What is required:
Present the following entries again, word for word and in full.

· · ·

//! Flush-based Rowhammer hammer engine.
//!
//! This crate provides [`FlushHammerer`], which hammers aggressor addresses by
//! repeatedly evicting them from the cache and accessing them again, so every
//! access reaches DRAM. Target sets are spread across scoped worker threads that
//! are optionally pinned to cores.
//!
//! Implements the [`anvil_core::hammerer::Hammering`] trait.
//!
//! # Platform Requirements
//!
//! - x86_64 for `clflush`/`mfence`; other targets compile but only fence
//! - Linux for core pinning (`sched_setaffinity`)

#![warn(missing_docs)]

mod flush;

pub use flush::{FlushError, FlushHammerer};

· · ·

Exercise result:
//! Flush-based Rowhammer hammer engine.
//!
//! This crate provides [`FlushHammerer`], which hammers aggressor addresses by
//! repeatedly evicting them from the cache and accessing them again, so every
//! access reaches DRAM. Target sets are spread across scoped worker threads that
//! are optionally pinned to cores.
//!
//! Implements the [`anvil_core::hammerer::Hammering`] trait.
//!
//! # Platform Requirements
//!
//! - x86_64 for `clflush`/`mfence`; other targets compile but only fence
//! - Linux for core pinning (`sched_setaffinity`)

#![warn(missing_docs)]

mod flush;

pub use flush::{FlushError, FlushHammerer};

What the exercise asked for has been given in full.